Stored data
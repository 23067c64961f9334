//! Integration tests for the stream broker adapter.
//!
//! Prerequisites:
//! - Kafka reachable at KAFKA_BROKERS (default localhost:9092)
//!
//! Run:
//! ```bash
//! export KAFKA_BROKERS=localhost:9092
//! cargo test --package stream-broker --test integration_test -- --ignored --nocapture
//! ```

use std::sync::atomic::{AtomicU32, Ordering};
use std::sync::Arc;
use std::time::Duration;

use async_trait::async_trait;
use message_contracts::{
    AckKind, DispatchOutcome, InboundMessage, MessageDispatch, StreamBrokerConfig,
};
use stream_broker::{StreamPublisher, StreamSubscription};
use tokio::sync::watch;

fn test_config() -> StreamBrokerConfig {
    StreamBrokerConfig {
        bootstrap_servers: std::env::var("KAFKA_BROKERS")
            .unwrap_or_else(|_| "localhost:9092".to_string()),
        username: None,
        password: None,
    }
}

/// Dispatch stub that fails the first `fail_times` deliveries, then acks.
struct FlakyDispatch {
    calls: AtomicU32,
    fail_times: u32,
}

#[async_trait]
impl MessageDispatch for FlakyDispatch {
    async fn dispatch(&self, _message: InboundMessage) -> DispatchOutcome {
        let call = self.calls.fetch_add(1, Ordering::SeqCst);
        if call < self.fail_times {
            DispatchOutcome::Retry
        } else {
            DispatchOutcome::Ack(AckKind::Processed)
        }
    }
}

#[ignore = "Requires Kafka"]
#[tokio::test]
async fn retry_republish_redelivers_with_incremented_counter() {
    let config = test_config();
    let topic = format!("corebus-it-{}", uuid::Uuid::new_v4().simple());
    let publisher = Arc::new(StreamPublisher::new(&config).expect("producer"));

    let dispatch = Arc::new(FlakyDispatch {
        calls: AtomicU32::new(0),
        fail_times: 2,
    });
    let subscription = StreamSubscription::new(
        &config,
        "it-svc",
        &topic,
        publisher.clone(),
        dispatch.clone(),
    )
    .expect("subscription");

    publisher
        .publish_fresh(&topic, "ItHappened", r#"{"id":"it-1"}"#)
        .await
        .expect("publish");

    let (shutdown_tx, shutdown_rx) = watch::channel(());
    let run = tokio::spawn(async move { subscription.run(shutdown_rx).await });

    // Fresh delivery + two retry republishes, third attempt acks.
    tokio::time::sleep(Duration::from_secs(15)).await;
    shutdown_tx.send(()).expect("shutdown");
    run.await.expect("join");

    assert_eq!(dispatch.calls.load(Ordering::SeqCst), 3);
}
//! Manual-commit consume loop with the processing gate and
//! retry-by-republish.

use std::sync::Arc;
use std::time::Duration;

use rdkafka::consumer::{CommitMode, Consumer, StreamConsumer};
use rdkafka::message::{BorrowedMessage, Message};
use rdkafka::ClientConfig;
use tokio::sync::watch;
use tracing::{error, info, warn};

use message_contracts::{InboundMessage, MessageDispatch, StreamBrokerConfig};

use crate::headers::{self, consumer_group, GROUP_ID_HEADER};
use crate::publisher::{apply_sasl, StreamPublisher};
use crate::{StreamBrokerError, StreamBrokerResult};

const RECV_ERROR_BACKOFF: Duration = Duration::from_secs(5);

/// One topic subscription for one service: consumer group
/// `{service}-{topic}`, earliest offset, manual commit.
pub struct StreamSubscription {
    consumer: StreamConsumer,
    publisher: Arc<StreamPublisher>,
    dispatch: Arc<dyn MessageDispatch>,
    topic: String,
    group: String,
}

impl StreamSubscription {
    pub fn new(
        config: &StreamBrokerConfig,
        service: &str,
        topic: &str,
        publisher: Arc<StreamPublisher>,
        dispatch: Arc<dyn MessageDispatch>,
    ) -> StreamBrokerResult<Self> {
        let group = consumer_group(service, topic);

        let mut client_config = ClientConfig::new();
        client_config
            .set("bootstrap.servers", &config.bootstrap_servers)
            .set("group.id", &group)
            .set("auto.offset.reset", "earliest")
            .set("enable.auto.commit", "false")
            .set("session.timeout.ms", "30000")
            .set("enable.partition.eof", "false");
        apply_sasl(&mut client_config, config);

        let consumer: StreamConsumer = client_config.create()?;
        consumer.subscribe(&[topic])?;

        info!(topic = %topic, group = %group, "subscribed to stream topic");

        Ok(Self {
            consumer,
            publisher,
            dispatch,
            topic: topic.to_string(),
            group,
        })
    }

    /// Hot consume loop, gated by the shutdown signal. Failed deliveries are
    /// logged and left uncommitted so the broker redelivers them.
    pub async fn run(&self, mut shutdown: watch::Receiver<()>) {
        info!(topic = %self.topic, group = %self.group, "stream consumer loop starting");

        loop {
            tokio::select! {
                _ = shutdown.changed() => {
                    info!(topic = %self.topic, "stream consumer loop stopping");
                    break;
                }
                received = self.consumer.recv() => match received {
                    Ok(message) => {
                        if let Err(e) = self.handle(&message).await {
                            error!(
                                topic = %self.topic,
                                offset = message.offset(),
                                error = %e,
                                "delivery failed, offset left uncommitted"
                            );
                        }
                    }
                    Err(e) => {
                        error!(topic = %self.topic, error = %e, "stream recv error");
                        tokio::time::sleep(RECV_ERROR_BACKOFF).await;
                    }
                }
            }
        }
    }

    async fn handle(&self, message: &BorrowedMessage<'_>) -> StreamBrokerResult<()> {
        let group_id = headers::header_value(message, GROUP_ID_HEADER).unwrap_or_default();
        let retry_count = headers::retry_count(message);

        if !headers::passes_gate(&group_id, retry_count, &self.group) {
            // Another group's retry traffic; not for this generation.
            return self.commit(message);
        }

        let type_name = match message.key().map(String::from_utf8_lossy) {
            Some(key) if !key.is_empty() => key.to_string(),
            _ => {
                warn!(topic = %self.topic, offset = message.offset(), "record without key, skipping");
                return self.commit(message);
            }
        };
        let payload = match message.payload().map(String::from_utf8_lossy) {
            Some(payload) => payload.to_string(),
            None => {
                warn!(topic = %self.topic, offset = message.offset(), "record without payload, skipping");
                return self.commit(message);
            }
        };

        let outcome = self
            .dispatch
            .dispatch(InboundMessage {
                type_name: type_name.clone(),
                payload: payload.clone(),
                retry_count,
            })
            .await;

        if outcome.is_ack() {
            return self.commit(message);
        }

        // Retry-by-republish: same payload, our group, incremented counter.
        // The original offset commits only if the republish succeeded.
        match self
            .publisher
            .publish_retry(
                &self.topic,
                &type_name,
                &payload,
                &self.group,
                retry_count + 1,
            )
            .await
        {
            Ok(()) => self.commit(message),
            Err(e) => Err(StreamBrokerError::RepublishFailed(Box::new(e))),
        }
    }

    fn commit(&self, message: &BorrowedMessage<'_>) -> StreamBrokerResult<()> {
        self.consumer
            .commit_message(message, CommitMode::Async)
            .map_err(StreamBrokerError::Kafka)
    }
}
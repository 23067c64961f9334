//! Handler metadata value records.
//!
//! Attached to a handler at registration time instead of being discovered
//! from annotations, so the dispatch engine reads plain data on the hot path.

/// Which unit of work a handler's transaction runs on.
#[derive(Debug, Clone, Copy, PartialEq, Eq, Hash)]
pub enum TransactionSide {
    Command,
    Query,
}

#[derive(Debug, Clone, Copy, PartialEq, Eq)]
pub enum IsolationLevel {
    ReadUncommitted,
    ReadCommitted,
    RepeatableRead,
    Serializable,
}

impl IsolationLevel {
    pub fn as_sql(self) -> &'static str {
        match self {
            IsolationLevel::ReadUncommitted => "READ UNCOMMITTED",
            IsolationLevel::ReadCommitted => "READ COMMITTED",
            IsolationLevel::RepeatableRead => "REPEATABLE READ",
            IsolationLevel::Serializable => "SERIALIZABLE",
        }
    }
}

/// Declares the side and isolation level of the transaction a handler runs
/// inside. Every handler must carry one; its absence is surfaced as a hard
/// error at dispatch time, not at registration.
#[derive(Debug, Clone, Copy, PartialEq, Eq)]
pub struct TransactionConfig {
    pub side: TransactionSide,
    pub isolation: IsolationLevel,
}

/// What the handler binds to on the wire.
#[derive(Debug, Clone, Copy, PartialEq, Eq)]
pub enum BindingKind {
    /// Typed message from a queue.
    Message,
    /// Domain event from a queue (`Event` envelope).
    Event,
    /// Record from a stream topic.
    Stream,
}

/// Per-handler dispatch metadata.
#[derive(Debug, Clone)]
pub struct HandlerMetadata {
    pub kind: BindingKind,
    /// Retry ceiling: the handler is attempted at most `max_retry + 1` times.
    pub max_retry: u32,
    /// Whether the after-max hook should run once the ceiling is exceeded.
    pub has_after_max_hook: bool,
    pub transaction: Option<TransactionConfig>,
    /// Cache keys deleted after a successful commit.
    pub clean_cache_keys: Vec<String>,
    /// Stream topic the handler is bound to (stream bindings only).
    pub topic: Option<String>,
}

const DEFAULT_MAX_RETRY: u32 = 5;

impl HandlerMetadata {
    pub fn message() -> Self {
        Self::with_kind(BindingKind::Message, None)
    }

    pub fn event() -> Self {
        Self::with_kind(BindingKind::Event, None)
    }

    pub fn stream(topic: impl Into<String>) -> Self {
        Self::with_kind(BindingKind::Stream, Some(topic.into()))
    }

    fn with_kind(kind: BindingKind, topic: Option<String>) -> Self {
        Self {
            kind,
            max_retry: DEFAULT_MAX_RETRY,
            has_after_max_hook: false,
            transaction: None,
            clean_cache_keys: Vec::new(),
            topic,
        }
    }

    pub fn max_retry(mut self, max_retry: u32) -> Self {
        self.max_retry = max_retry;
        self
    }

    pub fn with_after_max_hook(mut self) -> Self {
        self.has_after_max_hook = true;
        self
    }

    pub fn transaction(mut self, side: TransactionSide, isolation: IsolationLevel) -> Self {
        self.transaction = Some(TransactionConfig { side, isolation });
        self
    }

    /// Declare cache keys to invalidate, pipe-separated ("A|B|C").
    pub fn clean_cache(mut self, keys: &str) -> Self {
        self.clean_cache_keys = keys
            .split('|')
            .map(str::trim)
            .filter(|k| !k.is_empty())
            .map(str::to_owned)
            .collect();
        self
    }

    /// Which inbox table records this handler's idempotency marker:
    /// command-side events use the command inbox, query-side events and all
    /// messages use the query inbox.
    pub fn idempotency_side(&self) -> TransactionSide {
        match (self.kind, self.transaction) {
            (BindingKind::Event, Some(config)) if config.side == TransactionSide::Command => {
                TransactionSide::Command
            }
            _ => TransactionSide::Query,
        }
    }
}
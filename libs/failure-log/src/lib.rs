//! # Failure Log Side-Channel
//!
//! Emits failure traces to up to three sinks: a local JSON-lines file, the
//! central log topic on the stream broker, and a structured search index.
//! Used exclusively on the failure path — nothing here runs when a delivery
//! succeeds.
//!
//! `report` never fails. A sink that errors is skipped silently; a trace
//! about a failure must not produce a second failure that masks the first.

use std::path::PathBuf;
use std::sync::Arc;

use async_trait::async_trait;
use chrono::{DateTime, Utc};
use serde::Serialize;
use tokio::io::AsyncWriteExt;
use tracing::{debug, error};

use stream_broker::StreamPublisher;

/// One failed delivery or publish, as shipped to the sinks.
#[derive(Debug, Clone, Serialize)]
pub struct FailureTrace {
    pub service: String,
    pub type_name: String,
    /// Where in the protocol the failure happened ("transact",
    /// "transaction-config", "outbox-publish", ...).
    pub stage: String,
    pub error: String,
    pub message_id: Option<String>,
    pub retry_count: u32,
    pub occurred_at: DateTime<Utc>,
}

impl FailureTrace {
    pub fn new(
        service: impl Into<String>,
        type_name: impl Into<String>,
        stage: impl Into<String>,
        error: impl Into<String>,
    ) -> Self {
        Self {
            service: service.into(),
            type_name: type_name.into(),
            stage: stage.into(),
            error: error.into(),
            message_id: None,
            retry_count: 0,
            occurred_at: Utc::now(),
        }
    }

    pub fn message_id(mut self, id: impl Into<String>) -> Self {
        self.message_id = Some(id.into());
        self
    }

    pub fn retry_count(mut self, count: u32) -> Self {
        self.retry_count = count;
        self
    }
}

#[async_trait]
pub trait FailureSink: Send + Sync {
    async fn emit(&self, trace: &FailureTrace) -> anyhow::Result<()>;

    fn name(&self) -> &'static str;
}

/// Fans a trace out to the configured sinks. Infallible by design.
#[derive(Default)]
pub struct FailureLogger {
    sinks: Vec<Arc<dyn FailureSink>>,
}

impl FailureLogger {
    pub fn new() -> Self {
        Self::default()
    }

    pub fn with_sink(mut self, sink: Arc<dyn FailureSink>) -> Self {
        self.sinks.push(sink);
        self
    }

    pub async fn report(&self, trace: FailureTrace) {
        error!(
            service = %trace.service,
            type_name = %trace.type_name,
            stage = %trace.stage,
            message_id = trace.message_id.as_deref().unwrap_or(""),
            retry_count = trace.retry_count,
            error = %trace.error,
            "delivery failure"
        );

        for sink in &self.sinks {
            if let Err(e) = sink.emit(&trace).await {
                debug!(sink = sink.name(), error = %e, "failure sink error, skipped");
            }
        }
    }
}

/// JSON-lines append to a local file.
pub struct FileFailureSink {
    path: PathBuf,
}

impl FileFailureSink {
    pub fn new(path: impl Into<PathBuf>) -> Self {
        Self { path: path.into() }
    }
}

#[async_trait]
impl FailureSink for FileFailureSink {
    async fn emit(&self, trace: &FailureTrace) -> anyhow::Result<()> {
        let mut line = serde_json::to_string(trace)?;
        line.push('\n');

        let mut file = tokio::fs::OpenOptions::new()
            .create(true)
            .append(true)
            .open(&self.path)
            .await?;
        file.write_all(line.as_bytes()).await?;
        Ok(())
    }

    fn name(&self) -> &'static str {
        "file"
    }
}

/// Ships traces to a fixed topic on the stream broker.
pub struct StreamFailureSink {
    publisher: Arc<StreamPublisher>,
    topic: String,
}

impl StreamFailureSink {
    pub fn new(publisher: Arc<StreamPublisher>, topic: impl Into<String>) -> Self {
        Self {
            publisher,
            topic: topic.into(),
        }
    }
}

#[async_trait]
impl FailureSink for StreamFailureSink {
    async fn emit(&self, trace: &FailureTrace) -> anyhow::Result<()> {
        let payload = serde_json::to_string(trace)?;
        self.publisher
            .publish_fresh(&self.topic, "FailureTrace", &payload)
            .await?;
        Ok(())
    }

    fn name(&self) -> &'static str {
        "stream"
    }
}

/// Indexes traces into a document search index over HTTP.
pub struct SearchIndexSink {
    http: reqwest::Client,
    base_url: String,
    index: String,
}

impl SearchIndexSink {
    pub fn new(base_url: impl Into<String>, index: impl Into<String>) -> Self {
        Self {
            http: reqwest::Client::new(),
            base_url: base_url.into(),
            index: index.into(),
        }
    }
}

#[async_trait]
impl FailureSink for SearchIndexSink {
    async fn emit(&self, trace: &FailureTrace) -> anyhow::Result<()> {
        let url = format!(
            "{}/{}/_doc",
            self.base_url.trim_end_matches('/'),
            self.index
        );
        let response = self.http.post(&url).json(trace).send().await?;
        if !response.status().is_success() {
            anyhow::bail!("search index responded {}", response.status());
        }
        Ok(())
    }

    fn name(&self) -> &'static str {
        "search-index"
    }
}
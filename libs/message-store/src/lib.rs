//! # Message Store
//!
//! PostgreSQL-backed implementations of the messaging core's persistence
//! contracts: the command/query unit-of-work, the outbox row repository, the
//! two inbox marker repositories, and the per-delivery scope factory.
//!
//! Writes that must be atomic with business effects (outbox insert, inbox
//! marker insert, outbox state transitions) refuse to run without an open
//! transaction on their unit of work; reads fall back to the pool when no
//! transaction is active.
//!
//! The [`memory`] module carries in-memory counterparts with real
//! stage-on-write / apply-on-commit semantics so the scenario suite can
//! observe commit/rollback atomicity without a database.
//!
//! ## Database setup
//!
//! ```bash
//! sqlx database create --database-url $DATABASE_URL
//! sqlx migrate run --source libs/message-store/migrations
//! ```

use message_contracts::StoreError;

mod inbox;
pub mod memory;
mod outbox;
mod scope;
mod uow;

pub use inbox::{SqlxConsumerEventCommandRepository, SqlxConsumerEventQueryRepository};
pub use outbox::SqlxEventCommandRepository;
pub use scope::SqlxScopeFactory;
pub use uow::SqlxUnitOfWork;

pub(crate) fn db_err(e: sqlx::Error) -> StoreError {
    StoreError::Database(anyhow::Error::new(e))
}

__Work instruction__. Set aside each line above that includes the string "create" and report it.

__Task answer__.
        let consumer: StreamConsumer = client_config.create()?;
            .create(true)
//! sqlx database create --database-url $DATABASE_URL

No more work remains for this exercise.